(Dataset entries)
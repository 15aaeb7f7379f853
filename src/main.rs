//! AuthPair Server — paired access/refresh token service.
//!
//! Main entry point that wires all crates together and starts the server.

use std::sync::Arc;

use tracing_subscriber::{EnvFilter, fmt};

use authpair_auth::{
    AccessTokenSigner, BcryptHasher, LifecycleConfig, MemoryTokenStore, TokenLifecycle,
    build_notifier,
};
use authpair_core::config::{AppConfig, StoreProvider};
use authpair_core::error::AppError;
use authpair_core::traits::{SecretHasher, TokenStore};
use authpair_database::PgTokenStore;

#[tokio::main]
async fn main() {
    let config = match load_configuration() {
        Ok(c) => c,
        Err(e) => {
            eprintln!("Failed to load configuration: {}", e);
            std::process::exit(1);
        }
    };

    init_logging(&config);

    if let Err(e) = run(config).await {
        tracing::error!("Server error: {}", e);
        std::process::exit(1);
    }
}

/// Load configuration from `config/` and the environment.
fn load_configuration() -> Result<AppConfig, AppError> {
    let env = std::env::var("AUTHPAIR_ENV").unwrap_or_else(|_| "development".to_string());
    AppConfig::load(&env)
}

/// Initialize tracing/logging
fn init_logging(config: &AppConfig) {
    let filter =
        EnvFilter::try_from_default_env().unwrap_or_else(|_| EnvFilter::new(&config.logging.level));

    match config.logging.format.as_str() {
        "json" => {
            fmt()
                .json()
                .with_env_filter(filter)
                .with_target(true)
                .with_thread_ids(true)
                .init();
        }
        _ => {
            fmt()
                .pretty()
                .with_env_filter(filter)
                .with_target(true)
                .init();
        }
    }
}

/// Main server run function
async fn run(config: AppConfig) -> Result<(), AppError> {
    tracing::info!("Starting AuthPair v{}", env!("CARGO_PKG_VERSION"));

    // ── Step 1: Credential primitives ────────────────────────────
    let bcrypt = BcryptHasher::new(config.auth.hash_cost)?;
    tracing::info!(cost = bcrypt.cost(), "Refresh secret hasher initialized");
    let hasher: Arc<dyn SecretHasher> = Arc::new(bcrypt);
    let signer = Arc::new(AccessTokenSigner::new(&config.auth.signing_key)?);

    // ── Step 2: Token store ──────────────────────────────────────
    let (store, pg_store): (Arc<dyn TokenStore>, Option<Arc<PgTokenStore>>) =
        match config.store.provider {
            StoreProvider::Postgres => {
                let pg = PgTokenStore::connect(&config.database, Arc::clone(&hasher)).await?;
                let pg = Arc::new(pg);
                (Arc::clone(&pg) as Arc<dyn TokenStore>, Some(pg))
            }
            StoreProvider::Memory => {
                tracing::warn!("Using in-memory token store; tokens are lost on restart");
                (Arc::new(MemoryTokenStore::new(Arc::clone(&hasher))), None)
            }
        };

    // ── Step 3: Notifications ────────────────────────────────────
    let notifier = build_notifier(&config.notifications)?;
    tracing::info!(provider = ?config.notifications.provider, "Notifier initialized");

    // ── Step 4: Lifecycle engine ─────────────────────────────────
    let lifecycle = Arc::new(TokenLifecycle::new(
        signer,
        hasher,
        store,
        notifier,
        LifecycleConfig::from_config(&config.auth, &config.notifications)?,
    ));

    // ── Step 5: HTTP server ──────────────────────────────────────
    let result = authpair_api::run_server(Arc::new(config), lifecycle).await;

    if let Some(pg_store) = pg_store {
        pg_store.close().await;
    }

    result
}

- **EXERCISE OBJECTIVE**: Lines holding "MemoryTokenStore" in the data above: copy each of them.

- **YOUR SOLUTION**:
    AccessTokenSigner, BcryptHasher, LifecycleConfig, MemoryTokenStore, TokenLifecycle,
                (Arc::new(MemoryTokenStore::new(Arc::clone(&hasher))), None)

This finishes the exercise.